Надо знать Борю Бугаева, понимать его, чтобы не обращать никакого внимания на его отношение к человеку в данную минуту. Вот он говорит, что любит кого-нибудь; с блеском и проникновением рисует он образ этого человека; а я уже знаю, что завтра он его же будет ненавидеть до кровомщения, до желания убить... или написать на него пасквиль; с блеском нарисует его образ темными красками... Какое же это имеет значение, - если, конечно, думать не о Бугаеве, а о том, на кого направлены стрелы его любви или ненависти? <…> Боря ведь и мой был "друг"... такой же всегда потенциально предательский.
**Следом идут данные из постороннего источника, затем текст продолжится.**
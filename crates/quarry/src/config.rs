use anyhow::{Context, Result};
use serde::Deserialize;
use std::path::{Path, PathBuf};

#[derive(Debug, Deserialize, Clone)]
pub struct Config {
    pub db: DbConfig,
    #[serde(default)]
    pub chunking: ChunkingConfig,
    #[serde(default)]
    pub retrieval: RetrievalConfig,
    #[serde(default)]
    pub embedding: EmbeddingConfig,
    #[serde(default)]
    pub server: ServerConfig,
}

#[derive(Debug, Deserialize, Clone)]
pub struct DbConfig {
    pub path: PathBuf,
}

#[derive(Debug, Deserialize, Clone)]
pub struct ChunkingConfig {
    /// Words per chunk.
    #[serde(default = "default_window")]
    pub window: usize,
    /// Words shared between consecutive chunks.
    #[serde(default = "default_overlap")]
    pub overlap: usize,
}

impl Default for ChunkingConfig {
    fn default() -> Self {
        Self {
            window: default_window(),
            overlap: default_overlap(),
        }
    }
}

fn default_window() -> usize {
    quarry_core::chunk::DEFAULT_WINDOW
}
fn default_overlap() -> usize {
    quarry_core::chunk::DEFAULT_OVERLAP
}

#[derive(Debug, Deserialize, Clone)]
pub struct RetrievalConfig {
    /// Number of ranked sources returned per query.
    #[serde(default = "default_top_k")]
    pub top_k: i64,
}

impl Default for RetrievalConfig {
    fn default() -> Self {
        Self {
            top_k: default_top_k(),
        }
    }
}

fn default_top_k() -> i64 {
    5
}

#[derive(Debug, Deserialize, Clone)]
pub struct EmbeddingConfig {
    /// `disabled`, `openai`, or `ollama`.
    #[serde(default = "default_provider")]
    pub provider: String,
    #[serde(default)]
    pub model: Option<String>,
    /// Embedding dimensionality, fixed for the lifetime of the corpus.
    #[serde(default)]
    pub dims: Option<usize>,
    /// Base URL for the Ollama provider.
    #[serde(default)]
    pub url: Option<String>,
    #[serde(default = "default_batch_size")]
    pub batch_size: usize,
    #[serde(default = "default_max_retries")]
    pub max_retries: u32,
    #[serde(default = "default_timeout_secs")]
    pub timeout_secs: u64,
}

impl Default for EmbeddingConfig {
    fn default() -> Self {
        Self {
            provider: "disabled".to_string(),
            model: None,
            dims: None,
            url: None,
            batch_size: 64,
            max_retries: 5,
            timeout_secs: 30,
        }
    }
}

fn default_provider() -> String {
    "disabled".to_string()
}
fn default_batch_size() -> usize {
    64
}
fn default_max_retries() -> u32 {
    5
}
fn default_timeout_secs() -> u64 {
    30
}

#[derive(Debug, Deserialize, Clone)]
pub struct ServerConfig {
    #[serde(default = "default_bind")]
    pub bind: String,
}

impl Default for ServerConfig {
    fn default() -> Self {
        Self {
            bind: default_bind(),
        }
    }
}

fn default_bind() -> String {
    "127.0.0.1:7431".to_string()
}

impl EmbeddingConfig {
    pub fn is_enabled(&self) -> bool {
        self.provider != "disabled"
    }
}

pub fn load_config(path: &Path) -> Result<Config> {
    let content = std::fs::read_to_string(path)
        .with_context(|| format!("Failed to read config file: {}", path.display()))?;

    let config: Config = toml::from_str(&content).with_context(|| "Failed to parse config file")?;

    // Validate chunking up front; a window that does not exceed the overlap
    // would make the chunker's advance step non-positive.
    if config.chunking.window <= config.chunking.overlap {
        anyhow::bail!(
            "chunking.window ({}) must be greater than chunking.overlap ({})",
            config.chunking.window,
            config.chunking.overlap
        );
    }

    // Validate retrieval
    if config.retrieval.top_k < 1 {
        anyhow::bail!("retrieval.top_k must be >= 1");
    }

    // Validate embedding
    if config.embedding.is_enabled() {
        if config.embedding.dims.is_none() || config.embedding.dims == Some(0) {
            anyhow::bail!(
                "embedding.dims must be > 0 when provider is '{}'",
                config.embedding.provider
            );
        }
        if config.embedding.model.is_none() {
            anyhow::bail!(
                "embedding.model must be specified when provider is '{}'",
                config.embedding.provider
            );
        }
    }

    match config.embedding.provider.as_str() {
        "disabled" | "openai" | "ollama" => {}
        other => anyhow::bail!(
            "Unknown embedding provider: '{}'. Must be disabled, openai, or ollama.",
            other
        ),
    }

    Ok(config)
}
Он - Боря Бугаев».
Ту же двойственность Цветаева объясняла потерей между «Андреем Белым» и «Борисом Николаевичем Бугаевым»:
«…что ему было «Марина Ивановна» и даже Марина, когда он даже собственным ни Борисом, ни Андреем себя не ощутил, ни с одним из них себя не отождествил, ни в одном из них себя не узнал, так и прокачался всю жизнь между нареченным Борисом и сотворенным Андреем, отзываясь только на я.
<…>
Двойственность его не только сказалась на Борисе Николаевиче Бугаеве и Андрее Белом, она была вызвана ими, - С кем говорите? Со мной, Борисом Николаевичем, или со мной, Андреем Белым? <…> Белый должен был разрываться между нареченным Борисом и самовольно-осозданным Андреем. Разорвался - навек.
Каждый литературный псевдоним прежде всего отказ от отчества, ибо отца не включает, исключает. Максим Горький, Андрей Белый - кто им отец?
Каждый псевдоним, подсознательно, - отказ от преемственности, потомственности, сыновнести. Отказ от отца. Но не только от отца отказ, но и от святого, под защиту которого поставлен, и от веры, в которую был крещен, и от собственного младенчества, и от матери, звавшей Боря и никакого «Андрея» не знавшей, отказ от всех корней, то ли церковных, то ли кровных. Avant moi le dйluge! Я - сам!
Полная и страшная свобода маски: личины: не-своего лица. Полная безответственность и полная беззащитность.
Не этого ли искал Андрей Белый у доктора Штейнера, не отца ли, соединяя в нем и защитника земного, и заступника небесного, от которых, обоих, на заре своих дней столь вдохновенно и дерзновенно отрекся?»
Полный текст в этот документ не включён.